À
qui a l’outrecuidance de les critiquer, Johanna Rolland et les
siens reprochent volontiers un Nantes
bashing :
« Nous
avons toujours fait l’objet d’un "bashing" de
l’opposition. Cela remonte à 1983 avec Michel Chauty » Jean
Blaise, Presse
Océan,
21 mai 2014
« Les
campagnes de bashing de Nantes et les émissions à la c… qui sont
toujours à charge », Yann Trichard, Presse
Océan,
26 septembre 2023
« Le
Nantes bashing entendu ces dernières années ne résiste pas à
l’épreuve des faits », Johanna Rolland,
France
3 Pays de la Loire, 27 mars 2025
« Les
acteurs économiques sont nombreux à demander de ne pas alimenter
le Nantes Bashing », Francky Trichet, communiqué, 11 décembre
2025
« Loin
du Nantes bashing et du pessimisme des conservateurs de tous bords,
les faits parlent », Robin Salecroix, X, 4 février 2026
« Voilà
qu'il dénigre les acteurs locaux qui travaillent sur un projet
exceptionnel qui incarne une métropole durable et fait la fierté
de notre territoire. Encore du Nantes bashing. » Thomas Quéro,
Facebook, 8 février 2026
L’anglicisme
fait peut-être chic (« bashing » signifie simplement
« dénigrement »), mais le reproche est mal fondé. Les
critiques s’adressent à ceux qui ont pris de mauvaises décisions,
pas à la ville de Nantes elle-même. Parlez de Rolland
bashing,
si vous y tenez.
Certes,
une hostilité institutionnelle envers Nantes a
pu exister à travers l’histoire. Quand Jules César a soutenu la
construction de Ratiatum, c’était, pensent certains historiens,
pour embêter la tribu des Namnètes, alliés aux Vénètes contre
Rome. Quand les Normands ont brûlé la ville et décapité l’évêque
Gohard en 843, ils leur voulaient sans doute du mal. Quand le roi de
France Charles VIII a vainement attaqué la capitale de François II
en 1487, ses intentions étaient clairement hostiles. Quand, cent
deux ans plus tard, Henri III a d’un trait de plume transférés à
Rennes la chambre des comptes et l’université, il voulait
ostensiblement punir la ville du duc de Mercœur.
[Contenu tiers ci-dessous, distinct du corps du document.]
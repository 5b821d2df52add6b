//! Command line argument parsing and validation.
//!
//! Every option has an environment variable and a default, so a bare
//! `pyrelease` in a package directory performs the whole release.

use crate::settings::{DEFAULT_DIST_DIR, DEFAULT_PYTHON, FailurePolicy, Settings};
use clap::{Args as ClapArgs, Parser, Subcommand};
use std::path::PathBuf;

/// Release a Python package: install tooling, build sdist and wheel, upload
#[derive(Parser, Debug)]
#[command(
    name = "pyrelease",
    version,
    about = "Release a Python package: install tooling, build sdist and wheel, upload",
    long_about = "Runs the six release steps in order, stopping at the first failure:

  1. python -m pip install setuptools wheel
  2. python -m pip install --upgrade setuptools wheel
  3. python -m pip install twine
  4. python -m pip install --upgrade twine
  5. python setup.py sdist bdist_wheel   (or python -m build for pyproject-only projects)
  6. python -m twine upload <the artifacts from step 5>

Usage:
  pyrelease                      # release the package in the current directory
  pyrelease plan                 # show the commands without running them
  pyrelease check                # verify description, interpreter and credentials
  pyrelease --repository testpypi"
)]
pub struct Args {
    #[command(subcommand)]
    pub command: Option<Command>,

    #[command(flatten)]
    pub options: ReleaseOptions,
}

/// Subcommands; `release` is the default
#[derive(Subcommand, Debug, Clone, Copy, PartialEq, Eq)]
pub enum Command {
    /// Run all six steps (default)
    Release,
    /// Print the commands that would run
    Plan,
    /// Check the project, interpreter and upload credentials without changing anything
    Check,
}

impl Command {
    /// Command name for messages
    pub fn name(&self) -> &'static str {
        match self {
            Command::Release => "release",
            Command::Plan => "plan",
            Command::Check => "check",
        }
    }
}

/// Options shared by all subcommands
#[derive(ClapArgs, Debug, Clone)]
pub struct ReleaseOptions {
    /// Directory containing setup.py or pyproject.toml
    #[arg(
        long,
        short = 'C',
        global = true,
        env = "PYRELEASE_PROJECT_DIR",
        default_value = ".",
        value_name = "DIR"
    )]
    pub project_dir: PathBuf,

    /// Python interpreter used for pip, the build and twine
    #[arg(long, global = true, env = "PYRELEASE_PYTHON", default_value = DEFAULT_PYTHON)]
    pub python: String,

    /// Build output directory, relative to the project directory
    #[arg(
        long,
        global = true,
        env = "PYRELEASE_DIST_DIR",
        default_value = DEFAULT_DIST_DIR,
        value_name = "DIR"
    )]
    pub dist_dir: PathBuf,

    /// Repository name from .pypirc (e.g. testpypi)
    #[arg(long, global = true, env = "PYRELEASE_REPOSITORY", conflicts_with = "repository_url")]
    pub repository: Option<String>,

    /// Repository upload URL
    #[arg(long, global = true, env = "PYRELEASE_REPOSITORY_URL", value_name = "URL")]
    pub repository_url: Option<String>,

    /// .pypirc file passed to twine
    #[arg(long, global = true, value_name = "FILE")]
    pub config_file: Option<PathBuf>,

    /// What to do when a step fails
    #[arg(
        long,
        global = true,
        env = "PYRELEASE_POLICY",
        value_enum,
        default_value = "fail-fast"
    )]
    pub policy: FailurePolicy,

    /// Do not remove existing artifacts from the dist directory before building
    #[arg(long, global = true)]
    pub keep_dist: bool,

    /// Skip installing and upgrading setuptools, wheel and twine
    #[arg(long, global = true)]
    pub skip_tooling: bool,

    /// Print a JSON report on stdout instead of progress output
    #[arg(long, global = true)]
    pub json: bool,

    /// Also write the JSON report to this file
    #[arg(long, global = true, value_name = "FILE")]
    pub report: Option<PathBuf>,
}

impl Args {
    /// Parse command line arguments
    pub fn parse_args() -> Self {
        Self::parse()
    }

    /// Selected command, defaulting to `release`
    pub fn command(&self) -> Command {
        self.command.unwrap_or(Command::Release)
    }

    /// Validate arguments for consistency
    pub fn validate(&self) -> Result<(), String> {
        if self.options.python.trim().is_empty() {
            return Err("--python must not be empty".to_string());
        }

        if let Some(url) = &self.options.repository_url
            && !(url.starts_with("https://") || url.starts_with("http://"))
        {
            return Err(format!(
                "--repository-url must be an http(s) URL, got '{}'",
                url
            ));
        }

        if self.options.dist_dir.as_os_str().is_empty() {
            return Err("--dist-dir must not be empty".to_string());
        }

        Ok(())
    }

    /// Runtime settings derived from the arguments
    pub fn settings(&self) -> Settings {
        let opts = &self.options;
        Settings {
            project_dir: opts.project_dir.clone(),
            python: opts.python.clone(),
            dist_dir: opts.dist_dir.clone(),
            repository: opts.repository.clone(),
            repository_url: opts.repository_url.clone(),
            config_file: opts.config_file.clone(),
            policy: opts.policy,
            keep_dist: opts.keep_dist,
            skip_tooling: opts.skip_tooling,
        }
    }
}

#[cfg(test)]
mod tests {
    use super::*;

    fn parse(argv: &[&str]) -> Args {
        Args::try_parse_from(argv).expect("valid arguments")
    }

    #[test]
    fn test_no_arguments_means_release() {
        let args = parse(&["pyrelease"]);
        assert_eq!(args.command(), Command::Release);
        assert_eq!(args.options.policy, FailurePolicy::FailFast);
        assert!(args.validate().is_ok());
    }

    #[test]
    fn test_global_options_after_subcommand() {
        let args = parse(&["pyrelease", "plan", "--python", "python3.12", "--policy", "continue"]);
        assert_eq!(args.command(), Command::Plan);
        let settings = args.settings();
        assert_eq!(settings.python, "python3.12");
        assert_eq!(settings.policy, FailurePolicy::Continue);
    }

    #[test]
    fn test_repository_flags_conflict() {
        let result = Args::try_parse_from([
            "pyrelease",
            "--repository",
            "testpypi",
            "--repository-url",
            "https://test.pypi.org/legacy/",
        ]);
        assert!(result.is_err());
    }

    #[test]
    fn test_repository_url_must_be_http() {
        let args = parse(&["pyrelease", "--repository-url", "ftp://example.com"]);
        assert!(args.validate().is_err());
    }
}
Et même les
bombardements américains de 1943 n’étaient pas
forcément une amabilité envers la ville.
Alain
Croix, relais contemporain du Nantes
bashing historique
Mais
le « bashing », le dénigrement systématique d’une
ville en tant que telle, en vue de salir sa réputation, n’est pas
si fréquent. Parmi les auteurs anciens, les bons connaisseurs de
Nantes n’en ont rien dit de mal. Rabelais, pourtant prompt aux
sarcasmes, en dit plutôt du bien. Les romans arthuriens voient en
elle une cité prestigieuse. Le grincheux Jean Meschinot, auteur
local des Lunettes
des princes,
premier livre imprimé en France, ne la critique pas. Machiavel, qui
peut avoir la dent dure, n’a pas commenté ses séjours dans la
cité des ducs.
La
première médisance avérée est rapportée par Dubuisson-Aubenay
dans son Itinéraire
de Bretagne en 1636(1).
À l’époque, les clochers de quatre églises nantaises portent des
« gyrouettes » en
forme de main (au lieu du coq traditionnel), Elles s’expliqueraient
ainsi : en 1341, pendant la Guerre de Succession de Bretagne,
« les Nantois ayans livré pour argent aus partisans de Charles
de Blois le comte Jean de Montfort qui estoit à Nantes, se fiant à
eux, Jean le Conquérant son fils […] voulut, pour marque de cela,
que des mains fussent mises au ault des clochers de cette ville, in
signum ac monimentum corruptelae,
parce qu’ils s’estoient là-dedans laissé graisser et corrompre
les mains. »
 |
| Noyades de Nantes, par Joseph Aubert |
Des
traîtres cupides, les Nantais de 1341, qui avaient pourtant soutenu
trois semaines de siège contre l'armée française ? À vrai
dire, Dubuisson-Aubenay doute de cette explication : il a vu une
girouette identique à Coetz (Les Couëts), où elle ne pouvait servir
qu'à indiquer le sens du vent.
Cette
calomnie médiévale trouve néanmoins un relais là où on ne
l’attendrait pas : dans le Dictionnaire
de Nantes
publié en 2013 grâce à une copieuse subvention municipale. Alain
Croix affecte d'y voir une tradition avérée parce qu’elle a été
exposée à Dubuisson-Aubenay par « le très savant dominicain
Albert Le Grand ». En fait de « très savant », ce
Nantais d'adoption est l'auteur d'une Vie
des saincts de la Bretaigne armorique
réputée très fantaisiste. Entre historiens, on sait se ménager...
Le
même Alain Croix, pour une raison opaque, a tenu à publier en
appendice du récit de Dubuisson-Aubenay le fort dénigrant Profil
de Bretagne
de Jean-Baptiste Babin (1663), Nantais mais surtout fonctionnaire
royal. Les « Nantois » montrent
une « horrible ardeur pour le bien » ainsi que « des
rudesses choquantes et des aspretez qui surprennent les étrangers ».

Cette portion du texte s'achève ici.